David Cowell from Myddleton Croft Investment Managers is taking his research responsibilities particularly seriously this month. Have a good one, David.


Headline on BBC website on Tuesday: ‘Chinese armpit hair competition triggers online debate’. In order to contemplate this I have decided to go to Portugal for a week, so there won’t be a Rant next Friday.


The US added a higher than expected 280,000 jobs last month – the biggest gain since December. The unemployment rate rose to 5.5% from 5.4% in April as more people, particularly university graduates, entered the workforce. Just shows how stats can be made to show anything.

 
 

House prices in the smartest parts of London have fallen by up to 22% since last Autumn according to the property services group LSL. The company said that Kensington and Chelsea had seen prices fall by 16% since a peak in September 2014. In Westminster there had been a fall of 22% between a peak in November and the end of May. It blamed the fall on the new stamp duty regime, introduced in December, which penalises expensive properties. Since when did anyone think that residential property was a short term investment?


Lot of noise currently about multi-asset investment. We have been doing it for years which is why this portfolio drew down half as much as the All Share in 2008/9 and why it has done pretty well year to date:

mc chart 12th June

 
 

News from 24 Asset Management:

“I woke this morning (5/6) to some very good news out of Greece that most of the press does not seem to have picked up on. Greece is £90 better off! They are bundling their 4th June payments to the IMF into one larger payment. The question is why are they doing this? Well, as we all know in the modern world, it is not very difficult to make bank payments, but it can be costly. By rolling all four payments into one, Greece is actually saving a huge administrative burden and simultaneously saving three additional CHAPS payment charges at £30 a pop.

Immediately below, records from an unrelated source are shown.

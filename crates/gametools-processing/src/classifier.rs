//! Filename classifier
//!
//! Maps uploads to roles by case-insensitive keyword search in the file name.
//! Keywords are tried in [`AssetRole::CLASSIFICATION_ORDER`] (box, landscape,
//! portrait), so `box_portrait.jpg` is a box image.

use std::collections::BTreeMap;

use gametools_core::{AppError, AppResult, AssetRole, BundleProfile, UploadedFile};
use tracing::{debug, warn};

/// Role for a file name, or `None` when no keyword is present
pub fn classify(filename: &str) -> Option<AssetRole> {
    let name = filename.to_lowercase();
    AssetRole::CLASSIFICATION_ORDER
        .into_iter()
        .find(|role| name.contains(role.keyword()))
}

/// At most one upload per role
#[derive(Debug, Default)]
pub struct AssetBucket {
    files: BTreeMap<AssetRole, UploadedFile>,
}

impl AssetBucket {
    /// Classify uploads into a bucket.
    ///
    /// Returns the bucket and the names of files that matched no role; those
    /// are left out of the bundle. Two files for the same role is an input error.
    pub fn from_uploads(
        uploads: impl IntoIterator<Item = UploadedFile>,
    ) -> AppResult<(Self, Vec<String>)> {
        let mut bucket = AssetBucket::default();
        let mut unclassified = Vec::new();

        for upload in uploads {
            match classify(&upload.name) {
                Some(role) => {
                    debug!(file = %upload.name, role = %role, "Classified upload");
                    if let Some(existing) = bucket.files.get(&role) {
                        return Err(AppError::InvalidInput(format!(
                            "Both {} and {} look like the {} image; upload only one",
                            existing.name, upload.name, role
                        )));
                    }
                    bucket.files.insert(role, upload);
                }
                None => {
                    warn!(file = %upload.name, "Upload matches no role keyword, skipping");
                    unclassified.push(upload.name);
                }
            }
        }

        Ok((bucket, unclassified))
    }

    /// Fail with every role the profile needs but the bucket lacks
    pub fn require(&self, profile: &BundleProfile) -> AppResult<()> {
        let missing: Vec<String> = profile
            .required_roles()
            .filter(|role| !self.files.contains_key(role))
            .map(|role| role.keyword().to_string())
            .collect();

        if missing.is_empty() {
            Ok(())
        } else {
            Err(AppError::MissingAssets { missing })
        }
    }

    pub fn get(&self, role: AssetRole) -> Option<&UploadedFile> {
        self.files.get(&role)
    }

    pub fn roles(&self) -> impl Iterator<Item = AssetRole> + '_ {
        self.files.keys().copied()
    }

    pub fn len(&self) -> usize {
        self.files.len()
    }

    pub fn is_empty(&self) -> bool {
        self.files.is_empty()
    }
}

#[cfg(test)]
mod tests {
    use super::*;

    #[test]
    fn test_classify_single_keyword() {
        assert_eq!(classify("box.jpg"), Some(AssetRole::Box));
        assert_eq!(classify("Dragon_PORTRAIT.png"), Some(AssetRole::Portrait));
        assert_eq!(classify("hero-landscape-final.jpeg"), Some(AssetRole::Landscape));
    }

    #[test]
    fn test_classify_no_keyword() {
        assert_eq!(classify("cover.jpg"), None);
        assert_eq!(classify(""), None);
    }

    #[test]
    fn test_classify_priority_order() {
        assert_eq!(classify("box_portrait.jpg"), Some(AssetRole::Box));
        assert_eq!(classify("portrait_landscape.jpg"), Some(AssetRole::Landscape));
    }

    #[test]
    fn test_bucket_collects_roles_and_unclassified() {
        let (bucket, unclassified) = AssetBucket::from_uploads(vec![
            UploadedFile::new("box.jpg", vec![1u8]),
            UploadedFile::new("portrait.jpg", vec![2u8]),
            UploadedFile::new("notes.txt", vec![3u8]),
        ])
        .unwrap();

        assert_eq!(bucket.len(), 2);
        assert_eq!(unclassified, vec!["notes.txt"]);
        assert_eq!(bucket.get(AssetRole::Box).unwrap().name, "box.jpg");
        assert!(bucket.require(&BundleProfile::standard()).is_ok());
    }

    #[test]
    fn test_bucket_rejects_two_files_for_one_role() {
        let err = AssetBucket::from_uploads(vec![
            UploadedFile::new("box.jpg", vec![1u8]),
            UploadedFile::new("BOX-2.png", vec![2u8]),
        ])
        .unwrap_err();
        assert!(matches!(err, AppError::InvalidInput(_)));
    }

    #[test]
    fn test_require_lists_missing_roles() {
        let (bucket, _) =
            AssetBucket::from_uploads(vec![UploadedFile::new("portrait.jpg", vec![1u8])]).unwrap();

        match bucket.require(&BundleProfile::full()) {
            Err(AppError::MissingAssets { missing }) => {
                assert_eq!(missing, vec!["box", "landscape"]);
            }
            other => panic!("expected MissingAssets, got {:?}", other),
        }
    }
}
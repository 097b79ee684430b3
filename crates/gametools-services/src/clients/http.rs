//! Shared HTTP plumbing for the external service clients.
//!
//! One `reqwest` client per service with a bounded timeout, pluggable auth, and
//! a single place where transport failures and non-2xx responses are mapped
//! onto [`AppError`].

use std::fmt;
use std::time::Duration;

use gametools_core::{AppError, AppResult};
use reqwest::{Client, RequestBuilder, Response};
use serde::de::DeserializeOwned;
use serde::Serialize;

/// Authentication strategy for a single request.
#[derive(Clone)]
pub enum Auth {
    None,
    /// `Authorization: Bearer {token}`
    Bearer(String),
    /// `Authorization: {key}` (personal API keys sent as-is)
    Raw(String),
    /// HTTP basic auth
    Basic { username: String, password: String },
}

impl fmt::Debug for Auth {
    fn fmt(&self, f: &mut fmt::Formatter<'_>) -> fmt::Result {
        match self {
            Auth::None => f.write_str("None"),
            Auth::Bearer(_) => f.write_str("Bearer(<redacted>)"),
            Auth::Raw(_) => f.write_str("Raw(<redacted>)"),
            Auth::Basic { username, .. } => f
                .debug_struct("Basic")
                .field("username", username)
                .field("password", &"<redacted>")
                .finish(),
        }
    }
}

#[derive(Clone, Debug)]
pub struct HttpClient {
    client: Client,
    service: &'static str,
}

impl HttpClient {
    pub fn new(service: &'static str, timeout_secs: u64) -> AppResult<Self> {
        let client = Client::builder()
            .timeout(Duration::from_secs(timeout_secs))
            .build()
            .map_err(|e| {
                AppError::Internal(format!("Failed to create HTTP client for {}: {}", service, e))
            })?;

        Ok(Self { client, service })
    }

    pub fn service(&self) -> &'static str {
        self.service
    }

    pub fn inner(&self) -> &Client {
        &self.client
    }

    fn apply_auth(request: RequestBuilder, auth: &Auth) -> RequestBuilder {
        match auth {
            Auth::None => request,
            Auth::Bearer(token) => request.bearer_auth(token),
            Auth::Raw(key) => request.header(reqwest::header::AUTHORIZATION, key.as_str()),
            Auth::Basic { username, password } => request.basic_auth(username, Some(password)),
        }
    }

    /// Map a transport failure: timeouts become [`AppError::Timeout`].
    pub fn transport_error(&self, err: reqwest::Error) -> AppError {
        if err.is_timeout() {
            AppError::Timeout {
                service: self.service.to_string(),
            }
        } else {
            AppError::external(self.service, format!("Request failed: {}", err))
        }
    }

    /// Send with auth applied. Only transport failures are errors here;
    /// the status is left to the caller.
    pub async fn execute(&self, request: RequestBuilder, auth: &Auth) -> AppResult<Response> {
        Self::apply_auth(request, auth)
            .send()
            .await
            .map_err(|e| self.transport_error(e))
    }

    /// Send and fail on any non-2xx status, carrying the upstream body.
    pub async fn send(&self, request: RequestBuilder, auth: &Auth) -> AppResult<Response> {
        let response = self.execute(request, auth).await?;

        let status = response.status();
        if !status.is_success() {
            let error_text = response
                .text()
                .await
                .unwrap_or_else(|_| "Unknown error".to_string());
            return Err(AppError::external(
                self.service,
                format!("request failed with status {}: {}", status, error_text),
            ));
        }

        Ok(response)
    }

    pub async fn parse_json<T: DeserializeOwned>(&self, response: Response) -> AppResult<T> {
        response.json().await.map_err(|e| {
            AppError::external(self.service, format!("Failed to parse response as JSON: {}", e))
        })
    }

    /// GET request with optional query parameters. Deserializes JSON response.
    pub async fn get_json<T: DeserializeOwned>(
        &self,
        url: &str,
        auth: &Auth,
        query: &[(&str, String)],
    ) -> AppResult<T> {
        let mut request = self.client.get(url);
        if !query.is_empty() {
            request = request.query(query);
        }

        let response = self.send(request, auth).await?;
        self.parse_json(response).await
    }

    /// POST JSON body and deserialize response.
    pub async fn post_json<T: DeserializeOwned, B: Serialize + ?Sized>(
        &self,
        url: &str,
        auth: &Auth,
        query: &[(&str, String)],
        body: &B,
    ) -> AppResult<T> {
        let request = self.client.post(url).query(query).json(body);
        let response = self.send(request, auth).await?;
        self.parse_json(response).await
    }

    /// PUT JSON body and deserialize response.
    pub async fn put_json<T: DeserializeOwned, B: Serialize + ?Sized>(
        &self,
        url: &str,
        auth: &Auth,
        query: &[(&str, String)],
        body: &B,
    ) -> AppResult<T> {
        let request = self.client.put(url).query(query).json(body);
        let response = self.send(request, auth).await?;
        self.parse_json(response).await
    }
}

#[cfg(test)]
mod tests {
    use super::*;
    use serde_json::Value;

    #[test]
    fn test_auth_debug_redacts_secrets() {
        let auth = Auth::Basic {
            username: "api".to_string(),
            password: "secret-key".to_string(),
        };
        let rendered = format!("{:?}", auth);
        assert!(rendered.contains("api"));
        assert!(!rendered.contains("secret-key"));
        assert!(!format!("{:?}", Auth::Raw("lin_api_123".into())).contains("lin_api_123"));
    }

    #[tokio::test]
    async fn test_raw_auth_header_is_sent_verbatim() {
        let mut server = mockito::Server::new_async().await;
        let mock = server
            .mock("GET", "/ping")
            .match_header("authorization", "lin_api_123")
            .with_status(200)
            .with_header("content-type", "application/json")
            .with_body(r#"{"ok":true}"#)
            .create_async()
            .await;

        let client = HttpClient::new("Tracker", 5).unwrap();
        let body: Value = client
            .get_json(
                &format!("{}/ping", server.url()),
                &Auth::Raw("lin_api_123".into()),
                &[],
            )
            .await
            .unwrap();

        assert_eq!(body["ok"], true);
        mock.assert_async().await;
    }

    #[tokio::test]
    async fn test_non_success_status_carries_upstream_message() {
        let mut server = mockito::Server::new_async().await;
        server
            .mock("GET", "/ping")
            .with_status(403)
            .with_body("The caller does not have permission")
            .create_async()
            .await;

        let client = HttpClient::new("Spreadsheet", 5).unwrap();
        let err = client
            .get_json::<Value>(&format!("{}/ping", server.url()), &Auth::None, &[])
            .await
            .unwrap_err();

        match err {
            AppError::ExternalService { service, message } => {
                assert_eq!(service, "Spreadsheet");
                assert!(message.contains("403"));
                assert!(message.contains("does not have permission"));
            }
            other => panic!("expected ExternalService, got {:?}", other),
        }
    }
}
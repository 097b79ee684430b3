//! Thumbnail bundle workflow: uploads in, downloadable zip out.

use std::sync::Arc;

use gametools_core::{
    AppError, AppResult, AssetRole, Config, SessionContext, TicketRef, UploadedFile,
};
use gametools_processing::{
    bundle, bundle_file_name, check_game_name, AssetBucket, AssetPipeline, ImageCompressor,
    UploadValidator,
};
use serde::Serialize;
use tracing::{info, instrument};

use crate::duplicates::base_title;

/// A finished bundle ready to be written or served
#[derive(Debug, Clone, Serialize)]
pub struct BundleOutput {
    pub file_name: String,
    #[serde(skip)]
    pub bytes: Vec<u8>,
    pub size_bytes: usize,
    /// Roles included, in bundle order
    pub roles: Vec<AssetRole>,
    /// Uploads that matched no role and were left out
    pub unclassified: Vec<String>,
}

/// The fetched ticket a bundle is made for
#[derive(Debug, Clone, PartialEq, Eq, Serialize)]
pub struct BundleTarget {
    pub title: String,
    /// Base title, used when no game name is given
    pub game_name: String,
    pub ticket: TicketRef,
}

impl BundleTarget {
    /// Pick a ticket from the session's last fetch by its full title
    pub fn from_session(session: &SessionContext, title: &str) -> AppResult<Self> {
        if !session.has_issues() {
            return Err(AppError::InvalidInput("Fetch games first".to_string()));
        }
        let title = title.trim();
        let ticket = session.issue(title).ok_or_else(|| {
            let fetched: Vec<&str> = session.issue_titles().collect();
            AppError::NotFound(format!(
                "No fetched game titled '{}' (fetched: {})",
                title,
                fetched.join(", ")
            ))
        })?;

        Ok(Self {
            title: title.to_string(),
            game_name: base_title(title).to_string(),
            ticket: ticket.clone(),
        })
    }
}

pub struct ThumbnailBundler {
    validator: UploadValidator,
    pipeline: AssetPipeline,
}

impl ThumbnailBundler {
    pub fn new(validator: UploadValidator, pipeline: AssetPipeline) -> Self {
        Self {
            validator,
            pipeline,
        }
    }

    pub fn from_config(config: &Config, compressor: Arc<dyn ImageCompressor>) -> Self {
        Self::new(
            UploadValidator::from_config(config),
            AssetPipeline::new(compressor, config.bundle_profile.clone()),
        )
    }

    /// Validate, classify, process and pack. Input problems are reported
    /// before any upload reaches the compression service.
    #[instrument(skip(self, uploads), fields(uploads = uploads.len()))]
    pub async fn run(
        &self,
        uploads: Vec<UploadedFile>,
        game_name: &str,
    ) -> AppResult<BundleOutput> {
        let game_name = check_game_name(game_name)?;
        self.validator.validate_all(&uploads)?;

        let (bucket, unclassified) = AssetBucket::from_uploads(uploads)?;
        let profile = self.pipeline.profile();
        bucket.require(profile)?;

        let folders = self.pipeline.build_folders(&bucket, game_name).await?;
        let bytes = bundle(&folders, &profile.sub_archive_roles())?;
        let roles: Vec<AssetRole> = folders.iter().map(|(role, _)| role).collect();

        let output = BundleOutput {
            file_name: bundle_file_name(game_name),
            size_bytes: bytes.len(),
            bytes,
            roles,
            unclassified,
        };
        info!(
            file_name = %output.file_name,
            size_bytes = output.size_bytes,
            "Bundle created"
        );
        Ok(output)
    }
}

#[cfg(test)]
mod tests {
    use super::*;
    use async_trait::async_trait;
    use bytes::Bytes;
    use gametools_core::{BundleProfile, ErrorMetadata, UserKey};
    use crate::test_helpers::ticket;
    use image::{ImageFormat, Rgb, RgbImage};
    use std::io::{Cursor, Read};
    use std::sync::atomic::{AtomicUsize, Ordering};

    #[derive(Default)]
    struct CountingCompressor {
        calls: AtomicUsize,
    }

    #[async_trait]
    impl ImageCompressor for CountingCompressor {
        fn name(&self) -> &str {
            "counting"
        }

        async fn compress(&self, data: Bytes) -> AppResult<Bytes> {
            self.calls.fetch_add(1, Ordering::SeqCst);
            Ok(data)
        }
    }

    fn jpeg() -> Vec<u8> {
        let img = RgbImage::from_pixel(12, 18, Rgb([30, 60, 90]));
        let mut buffer = Vec::new();
        img.write_to(&mut Cursor::new(&mut buffer), ImageFormat::Jpeg)
            .unwrap();
        buffer
    }

    fn bundler(compressor: Arc<CountingCompressor>) -> ThumbnailBundler {
        ThumbnailBundler::new(
            UploadValidator::new(1024 * 1024, vec!["jpg".into(), "jpeg".into(), "png".into()]),
            AssetPipeline::new(compressor, BundleProfile::standard()),
        )
    }

    fn entry_names(data: &[u8]) -> Vec<String> {
        let mut archive = zip::ZipArchive::new(Cursor::new(data)).unwrap();
        let mut names = Vec::new();
        for i in 0..archive.len() {
            let mut file = archive.by_index(i).unwrap();
            let mut sink = Vec::new();
            file.read_to_end(&mut sink).unwrap();
            names.push(file.name().to_string());
        }
        names.sort();
        names
    }

    #[tokio::test]
    async fn test_run_produces_named_bundle() {
        let compressor = Arc::new(CountingCompressor::default());
        let output = bundler(compressor.clone())
            .run(
                vec![
                    UploadedFile::new("box.jpg", jpeg()),
                    UploadedFile::new("portrait.jpg", jpeg()),
                    UploadedFile::new("extra.png", jpeg()),
                ],
                "Nebula",
            )
            .await
            .unwrap();

        assert_eq!(output.file_name, "Nebula_bundle.zip");
        assert_eq!(output.roles, vec![AssetRole::Box, AssetRole::Portrait]);
        assert_eq!(output.unclassified, vec!["extra.png"]);
        assert_eq!(output.size_bytes, output.bytes.len());
        assert_eq!(compressor.calls.load(Ordering::SeqCst), 1);
        assert_eq!(
            entry_names(&output.bytes),
            vec![
                "Box/Nebula.jpg",
                "Portrait.zip",
                "Portrait/Nebula.jpg",
                "Portrait/Nebula.webp",
            ]
        );
    }

    #[tokio::test]
    async fn test_missing_role_aborts_before_compression() {
        let compressor = Arc::new(CountingCompressor::default());
        let err = bundler(compressor.clone())
            .run(vec![UploadedFile::new("portrait.jpg", jpeg())], "Nebula")
            .await
            .unwrap_err();

        assert_eq!(err.to_string(), "Missing required files for: box");
        assert_eq!(compressor.calls.load(Ordering::SeqCst), 0);
    }

    #[tokio::test]
    async fn test_invalid_upload_is_input_error() {
        let err = bundler(Arc::new(CountingCompressor::default()))
            .run(
                vec![
                    UploadedFile::new("box.gif", jpeg()),
                    UploadedFile::new("portrait.jpg", jpeg()),
                ],
                "Nebula",
            )
            .await
            .unwrap_err();
        assert!(err.is_input_error());
    }

    #[tokio::test]
    async fn test_blank_game_name_is_missing_field() {
        let err = bundler(Arc::new(CountingCompressor::default()))
            .run(vec![UploadedFile::new("box.jpg", jpeg())], " ")
            .await
            .unwrap_err();
        assert!(matches!(err, AppError::MissingField(_)));
    }

    #[tokio::test]
    async fn test_slash_in_game_name_is_rejected_before_compression() {
        let compressor = Arc::new(CountingCompressor::default());
        let err = bundler(compressor.clone())
            .run(
                vec![
                    UploadedFile::new("box.jpg", jpeg()),
                    UploadedFile::new("portrait.jpg", jpeg()),
                ],
                "AC/DC Rocks",
            )
            .await
            .unwrap_err();

        assert!(matches!(err, AppError::InvalidInput(_)));
        assert!(err.is_input_error());
        assert_eq!(compressor.calls.load(Ordering::SeqCst), 0);
    }

    fn fetched_session() -> SessionContext {
        let mut session =
            SessionContext::start(UserKey::new("ana", "lin_api_key", "Ready")).unwrap();
        session.replace_issues(&[
            ticket("1", "Mystic Forest - Acme/Zed", "Ready", None),
            ticket("2", "Sky Racer - Zed", "Ready", None),
        ]);
        session
    }

    #[test]
    fn test_target_uses_base_title_as_game_name() {
        let target =
            BundleTarget::from_session(&fetched_session(), "Mystic Forest - Acme/Zed").unwrap();
        assert_eq!(target.game_name, "Mystic Forest");
        assert_eq!(target.ticket.identifier, "GL-1");
        assert_eq!(target.ticket.url, "https://linear.app/issue/1");
    }

    #[test]
    fn test_target_requires_a_fetch_first() {
        let session = SessionContext::start(UserKey::new("ana", "key", "Ready")).unwrap();
        let err = BundleTarget::from_session(&session, "Sky Racer - Zed").unwrap_err();
        assert_eq!(err.client_message(), "Fetch games first");
    }

    #[test]
    fn test_unknown_target_lists_fetched_titles() {
        let err = BundleTarget::from_session(&fetched_session(), "Nebula - Acme").unwrap_err();
        match err {
            AppError::NotFound(msg) => {
                assert!(msg.contains("Mystic Forest - Acme/Zed"));
                assert!(msg.contains("Sky Racer - Zed"));
            }
            other => panic!("expected NotFound, got {:?}", other),
        }
    }
}
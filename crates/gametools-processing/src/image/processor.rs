//! Image processor - decoding checks and WebP re-encoding

use bytes::Bytes;
use gametools_core::{AppError, AppResult};
use image::{DynamicImage, GenericImageView, ImageFormat, ImageReader};
use std::io::Cursor;

/// Basic facts about a decoded image
#[derive(Debug, Clone, PartialEq, Eq)]
pub struct ImageInfo {
    pub width: u32,
    pub height: u32,
    pub format: String,
}

pub struct ImageProcessor;

impl ImageProcessor {
    /// Decode bytes of any supported format
    pub fn decode(data: &[u8]) -> AppResult<DynamicImage> {
        let reader = ImageReader::new(Cursor::new(data))
            .with_guessed_format()
            .map_err(|e| AppError::InvalidImageData(format!("Unreadable image: {}", e)))?;

        if reader.format().is_none() {
            return Err(AppError::InvalidImageData(
                "Unrecognised image format".to_string(),
            ));
        }

        reader
            .decode()
            .map_err(|e| AppError::InvalidImageData(format!("Failed to decode image: {}", e)))
    }

    /// Decode and report dimensions and format
    pub fn inspect(data: &[u8]) -> AppResult<ImageInfo> {
        let format = image::guess_format(data)
            .map(|f| format!("{:?}", f))
            .map_err(|e| AppError::InvalidImageData(e.to_string()))?;
        let img = Self::decode(data)?;
        let (width, height) = img.dimensions();

        Ok(ImageInfo {
            width,
            height,
            format,
        })
    }

    /// Re-encode an image as WebP in memory.
    ///
    /// The WebP encoder only takes 8-bit RGB(A), so other colour types are
    /// converted first.
    pub fn to_webp(data: &[u8]) -> AppResult<Bytes> {
        let img = Self::decode(data)?;
        let img = if img.color().has_alpha() {
            DynamicImage::ImageRgba8(img.to_rgba8())
        } else {
            DynamicImage::ImageRgb8(img.to_rgb8())
        };

        let mut buffer = Vec::new();
        img.write_to(&mut Cursor::new(&mut buffer), ImageFormat::WebP)
            .map_err(|e| AppError::InvalidImageData(format!("Failed to encode WebP: {}", e)))?;

        Ok(Bytes::from(buffer))
    }

    pub fn is_webp(data: &[u8]) -> bool {
        matches!(image::guess_format(data), Ok(ImageFormat::WebP))
    }
}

The real story is that they don’t have the money, and in reality this should be construed as a default, but it is not a technical default yet, because that happens 30 days after the non-payment when Christine Lagarde has to report the late payment to the IMF board. Interestingly, I wonder if whether by bundling all payments into one at the end of the month that the 30 day clock only starts ticking at the end of the month? Essentially buying the sovereign another vital few weeks?”

 
 

Since then, the IMF has walked out of the talks.


From LSR: “On EURUSD (and the dollar in general), the more important dynamic is that of a re-acceleration of the US recovery. What I am taking heart from is the fact that the more cyclical ISM Manufacturing (both headline and the New Orders sub-component) has begun to bounce back, auto sales (based on Ward’s data) are very strong and even though the ISM non-manufacturing survey was softer yesterday, ISM’s Anthony Nieves was quoted on Wednesday as saying that the economy is struggling to find skilled labour, which would mean upward pressure on wages. Unless the payrolls on Friday are disastrous [which they weren’t], that will help focus minds on a first hike way earlier than the market’s pricing in right now, pushing short-end US rates and the dollar higher. So EUR/USD doesn’t appear to have huge potential upside from current levels.” We thought that a couple of weeks ago and sold our position.


There still appears to be nowhere to go in ‘govvies’ without increasing risk dramatically:

mc govt bond chart


A man returns home a day early from a business trip. It’s after midnight. While en route home, he asks the taxi driver if he would be a witness, as he suspects his wife is having an affair and he wants to catch her in the act. For £20, the driver agrees. Quietly arriving home and getting his gun, the husband and driver tip toe into the bedroom; the husband switches on the lights; yanks the blanket back, and there is his wife in bed with another man!

The husband puts a gun to the naked man’s head. The wife shouts, “Don’t do it! I lied when I told you I inherited money. HE paid for the Porsche I gave you. HE paid for our new cabin cruiser. HE paid for your African safari and 4 x 4. HE paid for our golf club membership, and HE even pays the monthly dues!”

Shaking his head from side-to-side, the husband lowers the gun. He looks over at the driver and says, “What would you do?”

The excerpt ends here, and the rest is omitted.